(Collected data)
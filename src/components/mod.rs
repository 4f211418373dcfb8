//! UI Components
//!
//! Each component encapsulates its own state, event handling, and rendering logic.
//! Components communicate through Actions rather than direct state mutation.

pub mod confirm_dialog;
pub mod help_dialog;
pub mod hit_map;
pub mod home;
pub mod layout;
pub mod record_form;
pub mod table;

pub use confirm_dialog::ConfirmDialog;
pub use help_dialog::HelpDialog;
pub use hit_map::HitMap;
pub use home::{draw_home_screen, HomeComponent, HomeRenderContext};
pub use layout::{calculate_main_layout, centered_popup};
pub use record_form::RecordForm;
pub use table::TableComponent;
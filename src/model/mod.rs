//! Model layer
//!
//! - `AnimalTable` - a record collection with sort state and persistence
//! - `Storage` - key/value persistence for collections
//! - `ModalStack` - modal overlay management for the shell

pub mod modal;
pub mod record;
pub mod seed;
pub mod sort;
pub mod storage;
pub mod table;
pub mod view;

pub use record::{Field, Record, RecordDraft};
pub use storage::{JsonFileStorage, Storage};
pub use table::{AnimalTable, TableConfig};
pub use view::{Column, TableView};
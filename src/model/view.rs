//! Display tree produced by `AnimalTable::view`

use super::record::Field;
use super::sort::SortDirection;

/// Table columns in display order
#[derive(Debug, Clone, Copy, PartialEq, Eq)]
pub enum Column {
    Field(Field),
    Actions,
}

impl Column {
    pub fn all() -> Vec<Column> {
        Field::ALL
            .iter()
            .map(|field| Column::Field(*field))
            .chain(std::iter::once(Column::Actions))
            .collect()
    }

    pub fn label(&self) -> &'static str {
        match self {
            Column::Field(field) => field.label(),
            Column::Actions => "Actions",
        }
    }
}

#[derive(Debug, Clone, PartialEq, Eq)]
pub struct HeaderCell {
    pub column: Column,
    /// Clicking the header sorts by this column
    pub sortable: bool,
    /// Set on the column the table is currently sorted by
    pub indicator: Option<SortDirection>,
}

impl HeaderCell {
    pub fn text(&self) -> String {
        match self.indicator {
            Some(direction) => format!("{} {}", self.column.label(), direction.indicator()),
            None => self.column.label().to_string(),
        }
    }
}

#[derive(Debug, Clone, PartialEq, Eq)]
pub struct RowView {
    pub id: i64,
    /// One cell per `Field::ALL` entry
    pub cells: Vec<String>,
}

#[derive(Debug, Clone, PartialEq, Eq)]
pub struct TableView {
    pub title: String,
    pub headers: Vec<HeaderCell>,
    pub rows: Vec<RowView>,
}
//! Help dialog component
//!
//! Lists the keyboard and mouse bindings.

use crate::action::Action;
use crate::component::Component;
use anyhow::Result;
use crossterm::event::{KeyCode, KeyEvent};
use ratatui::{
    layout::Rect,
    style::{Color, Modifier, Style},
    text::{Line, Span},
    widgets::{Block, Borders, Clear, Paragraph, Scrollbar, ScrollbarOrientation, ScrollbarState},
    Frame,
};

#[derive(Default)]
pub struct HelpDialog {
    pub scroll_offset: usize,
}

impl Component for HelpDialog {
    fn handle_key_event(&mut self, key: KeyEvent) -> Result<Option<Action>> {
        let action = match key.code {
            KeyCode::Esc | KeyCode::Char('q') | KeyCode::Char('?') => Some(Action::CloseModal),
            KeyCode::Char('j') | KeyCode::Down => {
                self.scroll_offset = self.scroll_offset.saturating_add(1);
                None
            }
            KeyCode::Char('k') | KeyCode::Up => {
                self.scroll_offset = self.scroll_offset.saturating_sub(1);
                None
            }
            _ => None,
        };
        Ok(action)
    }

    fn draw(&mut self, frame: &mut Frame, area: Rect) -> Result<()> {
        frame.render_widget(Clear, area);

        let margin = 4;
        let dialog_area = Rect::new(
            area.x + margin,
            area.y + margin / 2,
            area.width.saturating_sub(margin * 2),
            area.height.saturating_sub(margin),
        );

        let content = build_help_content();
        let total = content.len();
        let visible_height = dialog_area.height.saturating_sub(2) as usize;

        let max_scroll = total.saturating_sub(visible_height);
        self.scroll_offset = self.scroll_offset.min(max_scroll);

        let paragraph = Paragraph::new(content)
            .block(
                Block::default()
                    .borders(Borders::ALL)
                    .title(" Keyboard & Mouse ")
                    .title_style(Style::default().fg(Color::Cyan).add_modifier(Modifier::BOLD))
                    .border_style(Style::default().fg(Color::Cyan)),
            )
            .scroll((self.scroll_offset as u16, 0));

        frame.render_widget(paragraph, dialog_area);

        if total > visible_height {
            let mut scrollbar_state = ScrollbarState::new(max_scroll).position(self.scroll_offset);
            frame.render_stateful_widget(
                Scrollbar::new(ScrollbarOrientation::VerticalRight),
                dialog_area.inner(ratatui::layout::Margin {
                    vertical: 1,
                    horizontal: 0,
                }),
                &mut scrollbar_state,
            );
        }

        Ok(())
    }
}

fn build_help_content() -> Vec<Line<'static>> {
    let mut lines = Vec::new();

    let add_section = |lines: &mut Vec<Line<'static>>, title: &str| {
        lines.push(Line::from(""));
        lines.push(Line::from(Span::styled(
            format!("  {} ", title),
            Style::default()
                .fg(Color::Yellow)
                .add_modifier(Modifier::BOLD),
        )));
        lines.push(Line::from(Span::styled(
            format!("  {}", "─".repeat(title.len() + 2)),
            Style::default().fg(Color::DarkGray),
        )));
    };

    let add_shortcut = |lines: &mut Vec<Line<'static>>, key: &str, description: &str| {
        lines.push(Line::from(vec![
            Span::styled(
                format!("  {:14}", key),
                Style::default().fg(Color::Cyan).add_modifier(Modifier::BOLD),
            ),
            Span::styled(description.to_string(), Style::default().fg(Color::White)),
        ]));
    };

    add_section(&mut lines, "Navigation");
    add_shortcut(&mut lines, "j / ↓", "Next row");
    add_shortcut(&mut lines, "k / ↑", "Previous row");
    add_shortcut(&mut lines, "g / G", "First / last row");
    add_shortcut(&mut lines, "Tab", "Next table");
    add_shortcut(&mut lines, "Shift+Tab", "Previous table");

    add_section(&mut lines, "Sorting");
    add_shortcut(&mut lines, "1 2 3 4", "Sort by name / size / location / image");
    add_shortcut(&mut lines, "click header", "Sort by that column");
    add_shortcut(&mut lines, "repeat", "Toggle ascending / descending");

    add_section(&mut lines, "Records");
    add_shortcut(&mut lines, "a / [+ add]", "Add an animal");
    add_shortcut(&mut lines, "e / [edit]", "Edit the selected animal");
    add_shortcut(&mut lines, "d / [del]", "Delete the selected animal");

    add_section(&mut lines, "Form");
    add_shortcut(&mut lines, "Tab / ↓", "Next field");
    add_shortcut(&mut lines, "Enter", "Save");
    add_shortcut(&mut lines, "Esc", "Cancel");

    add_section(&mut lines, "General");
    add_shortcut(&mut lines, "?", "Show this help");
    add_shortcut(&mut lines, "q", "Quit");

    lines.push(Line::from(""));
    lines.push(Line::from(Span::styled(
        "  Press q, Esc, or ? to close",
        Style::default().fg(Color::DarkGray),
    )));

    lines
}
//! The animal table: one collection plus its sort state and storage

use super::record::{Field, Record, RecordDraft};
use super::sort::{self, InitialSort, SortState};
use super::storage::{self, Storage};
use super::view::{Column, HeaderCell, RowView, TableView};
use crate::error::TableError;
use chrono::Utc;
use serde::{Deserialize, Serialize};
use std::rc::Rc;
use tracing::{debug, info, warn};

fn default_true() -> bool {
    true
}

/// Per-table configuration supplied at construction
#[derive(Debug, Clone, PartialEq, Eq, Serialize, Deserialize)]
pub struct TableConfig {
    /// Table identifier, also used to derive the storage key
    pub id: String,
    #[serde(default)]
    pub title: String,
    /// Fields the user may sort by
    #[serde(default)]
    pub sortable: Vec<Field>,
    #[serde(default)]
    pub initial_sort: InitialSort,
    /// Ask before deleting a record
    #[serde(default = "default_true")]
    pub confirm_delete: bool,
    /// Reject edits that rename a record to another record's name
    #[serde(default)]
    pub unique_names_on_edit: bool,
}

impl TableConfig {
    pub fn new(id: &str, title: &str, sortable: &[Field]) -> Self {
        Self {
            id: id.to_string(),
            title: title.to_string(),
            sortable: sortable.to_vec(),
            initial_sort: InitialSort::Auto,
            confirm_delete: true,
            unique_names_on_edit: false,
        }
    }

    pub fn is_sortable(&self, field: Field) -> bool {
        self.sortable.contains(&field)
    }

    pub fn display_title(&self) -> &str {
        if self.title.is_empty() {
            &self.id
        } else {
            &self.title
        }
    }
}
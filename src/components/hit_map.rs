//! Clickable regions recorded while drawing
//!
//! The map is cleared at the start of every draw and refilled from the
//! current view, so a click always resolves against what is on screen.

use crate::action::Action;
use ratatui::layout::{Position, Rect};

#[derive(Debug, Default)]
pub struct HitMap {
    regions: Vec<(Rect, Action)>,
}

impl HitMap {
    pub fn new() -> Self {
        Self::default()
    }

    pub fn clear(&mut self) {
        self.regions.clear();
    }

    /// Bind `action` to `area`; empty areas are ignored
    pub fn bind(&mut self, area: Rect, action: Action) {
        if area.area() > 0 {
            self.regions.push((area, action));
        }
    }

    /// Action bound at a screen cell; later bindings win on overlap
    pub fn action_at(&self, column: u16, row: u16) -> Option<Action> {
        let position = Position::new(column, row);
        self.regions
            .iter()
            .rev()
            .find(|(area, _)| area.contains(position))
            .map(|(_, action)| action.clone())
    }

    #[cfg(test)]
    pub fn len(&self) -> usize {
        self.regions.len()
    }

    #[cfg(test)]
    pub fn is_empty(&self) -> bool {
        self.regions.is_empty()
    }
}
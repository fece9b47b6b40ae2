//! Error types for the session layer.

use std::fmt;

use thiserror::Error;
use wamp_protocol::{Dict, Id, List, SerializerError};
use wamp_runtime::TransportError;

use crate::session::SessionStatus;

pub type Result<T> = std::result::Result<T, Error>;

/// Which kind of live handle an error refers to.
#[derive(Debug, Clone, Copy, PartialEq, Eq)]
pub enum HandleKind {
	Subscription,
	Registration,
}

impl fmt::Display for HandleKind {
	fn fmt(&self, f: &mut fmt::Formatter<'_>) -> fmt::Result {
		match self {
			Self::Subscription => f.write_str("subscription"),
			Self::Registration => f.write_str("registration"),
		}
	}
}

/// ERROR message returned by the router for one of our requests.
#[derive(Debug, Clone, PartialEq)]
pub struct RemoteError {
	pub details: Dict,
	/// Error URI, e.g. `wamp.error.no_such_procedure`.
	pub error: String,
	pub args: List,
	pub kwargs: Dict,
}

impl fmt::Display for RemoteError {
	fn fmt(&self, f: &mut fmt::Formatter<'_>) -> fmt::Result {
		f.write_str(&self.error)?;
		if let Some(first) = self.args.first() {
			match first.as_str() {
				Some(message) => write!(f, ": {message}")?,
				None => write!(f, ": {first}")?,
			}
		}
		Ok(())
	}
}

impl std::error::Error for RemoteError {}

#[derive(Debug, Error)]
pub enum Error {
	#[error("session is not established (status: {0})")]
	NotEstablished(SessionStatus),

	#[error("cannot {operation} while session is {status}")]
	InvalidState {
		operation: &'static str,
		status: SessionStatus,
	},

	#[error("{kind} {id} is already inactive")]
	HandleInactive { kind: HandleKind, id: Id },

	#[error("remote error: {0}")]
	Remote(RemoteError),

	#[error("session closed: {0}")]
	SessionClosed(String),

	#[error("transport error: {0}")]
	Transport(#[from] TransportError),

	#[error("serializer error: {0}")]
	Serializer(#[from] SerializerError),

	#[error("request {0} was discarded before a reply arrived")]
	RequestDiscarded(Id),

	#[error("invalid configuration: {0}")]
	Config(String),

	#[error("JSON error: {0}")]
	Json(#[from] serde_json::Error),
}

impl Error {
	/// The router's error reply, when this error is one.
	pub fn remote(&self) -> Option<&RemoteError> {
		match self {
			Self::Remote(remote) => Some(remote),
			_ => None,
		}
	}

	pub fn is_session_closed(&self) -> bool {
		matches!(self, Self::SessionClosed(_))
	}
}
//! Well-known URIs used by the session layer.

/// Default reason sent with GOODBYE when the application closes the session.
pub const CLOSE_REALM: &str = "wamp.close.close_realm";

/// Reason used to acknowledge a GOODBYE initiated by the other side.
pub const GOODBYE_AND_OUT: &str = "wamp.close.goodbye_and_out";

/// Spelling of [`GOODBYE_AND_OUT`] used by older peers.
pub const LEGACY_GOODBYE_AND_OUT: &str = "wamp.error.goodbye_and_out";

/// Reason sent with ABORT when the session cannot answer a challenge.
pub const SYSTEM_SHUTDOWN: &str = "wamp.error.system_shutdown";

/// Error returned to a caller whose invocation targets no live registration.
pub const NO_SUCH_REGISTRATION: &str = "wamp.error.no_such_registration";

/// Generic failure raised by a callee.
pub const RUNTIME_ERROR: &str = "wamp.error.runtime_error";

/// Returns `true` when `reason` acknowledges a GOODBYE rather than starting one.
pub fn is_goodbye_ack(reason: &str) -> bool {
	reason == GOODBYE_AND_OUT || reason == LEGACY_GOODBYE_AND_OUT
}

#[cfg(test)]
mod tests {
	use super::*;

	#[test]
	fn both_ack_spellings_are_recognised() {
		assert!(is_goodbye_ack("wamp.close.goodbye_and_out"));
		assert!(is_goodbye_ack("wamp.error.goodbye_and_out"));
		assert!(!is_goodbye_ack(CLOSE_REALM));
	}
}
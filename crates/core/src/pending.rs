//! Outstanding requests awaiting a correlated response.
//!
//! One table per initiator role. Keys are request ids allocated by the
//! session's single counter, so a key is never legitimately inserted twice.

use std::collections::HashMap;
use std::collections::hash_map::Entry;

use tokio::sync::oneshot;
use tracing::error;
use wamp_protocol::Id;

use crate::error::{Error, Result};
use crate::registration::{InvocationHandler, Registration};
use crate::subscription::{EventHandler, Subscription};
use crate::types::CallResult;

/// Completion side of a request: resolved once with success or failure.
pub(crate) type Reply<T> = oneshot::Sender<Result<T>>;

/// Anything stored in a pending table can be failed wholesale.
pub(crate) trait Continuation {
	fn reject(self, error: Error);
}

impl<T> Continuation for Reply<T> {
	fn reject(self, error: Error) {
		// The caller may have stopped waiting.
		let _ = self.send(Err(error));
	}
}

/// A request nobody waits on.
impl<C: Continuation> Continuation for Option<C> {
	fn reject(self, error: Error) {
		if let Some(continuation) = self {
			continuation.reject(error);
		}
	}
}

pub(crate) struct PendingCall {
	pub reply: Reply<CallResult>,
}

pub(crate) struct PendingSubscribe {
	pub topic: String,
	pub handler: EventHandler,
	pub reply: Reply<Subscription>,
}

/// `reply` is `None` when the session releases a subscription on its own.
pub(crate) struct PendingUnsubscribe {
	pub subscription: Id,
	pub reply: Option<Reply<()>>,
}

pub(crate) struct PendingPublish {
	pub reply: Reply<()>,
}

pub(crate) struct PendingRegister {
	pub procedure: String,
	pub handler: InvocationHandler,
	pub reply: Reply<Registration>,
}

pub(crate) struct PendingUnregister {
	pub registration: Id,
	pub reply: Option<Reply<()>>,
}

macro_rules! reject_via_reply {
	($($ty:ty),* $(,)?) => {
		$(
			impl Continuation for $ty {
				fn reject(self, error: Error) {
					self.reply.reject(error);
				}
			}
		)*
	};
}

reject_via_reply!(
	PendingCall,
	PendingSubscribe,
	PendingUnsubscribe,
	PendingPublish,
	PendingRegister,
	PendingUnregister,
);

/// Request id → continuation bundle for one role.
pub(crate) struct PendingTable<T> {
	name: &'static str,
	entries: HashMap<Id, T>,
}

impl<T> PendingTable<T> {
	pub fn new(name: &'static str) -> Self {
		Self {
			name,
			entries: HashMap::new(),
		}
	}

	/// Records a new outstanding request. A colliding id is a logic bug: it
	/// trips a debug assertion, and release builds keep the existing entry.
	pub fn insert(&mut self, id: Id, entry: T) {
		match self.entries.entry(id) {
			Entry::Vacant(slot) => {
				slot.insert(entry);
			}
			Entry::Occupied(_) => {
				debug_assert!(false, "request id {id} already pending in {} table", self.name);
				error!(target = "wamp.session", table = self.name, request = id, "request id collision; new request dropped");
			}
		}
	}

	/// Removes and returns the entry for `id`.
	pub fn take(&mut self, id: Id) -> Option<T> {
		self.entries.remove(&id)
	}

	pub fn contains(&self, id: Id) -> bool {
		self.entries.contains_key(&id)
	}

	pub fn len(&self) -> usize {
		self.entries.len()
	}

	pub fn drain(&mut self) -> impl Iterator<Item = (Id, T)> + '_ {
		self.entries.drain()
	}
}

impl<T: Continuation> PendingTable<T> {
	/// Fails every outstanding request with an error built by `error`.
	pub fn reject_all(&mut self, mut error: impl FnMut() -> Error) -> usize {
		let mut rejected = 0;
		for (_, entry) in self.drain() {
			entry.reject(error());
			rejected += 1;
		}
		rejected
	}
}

- TASK DETAILS: Only the lines from the one with "id collision; new" through the end of the data should be printed, each exactly as it appears.

- OUTPUT OF THE TASK:
				error!(target = "wamp.session", table = self.name, request = id, "request id collision; new request dropped");
			}
		}
	}

	/// Removes and returns the entry for `id`.
	pub fn take(&mut self, id: Id) -> Option<T> {
		self.entries.remove(&id)
	}

	pub fn contains(&self, id: Id) -> bool {
		self.entries.contains_key(&id)
	}

	pub fn len(&self) -> usize {
		self.entries.len()
	}

	pub fn drain(&mut self) -> impl Iterator<Item = (Id, T)> + '_ {
		self.entries.drain()
	}
}

impl<T: Continuation> PendingTable<T> {
	/// Fails every outstanding request with an error built by `error`.
	pub fn reject_all(&mut self, mut error: impl FnMut() -> Error) -> usize {
		let mut rejected = 0;
		for (_, entry) in self.drain() {
			entry.reject(error());
			rejected += 1;
		}
		rejected
	}
}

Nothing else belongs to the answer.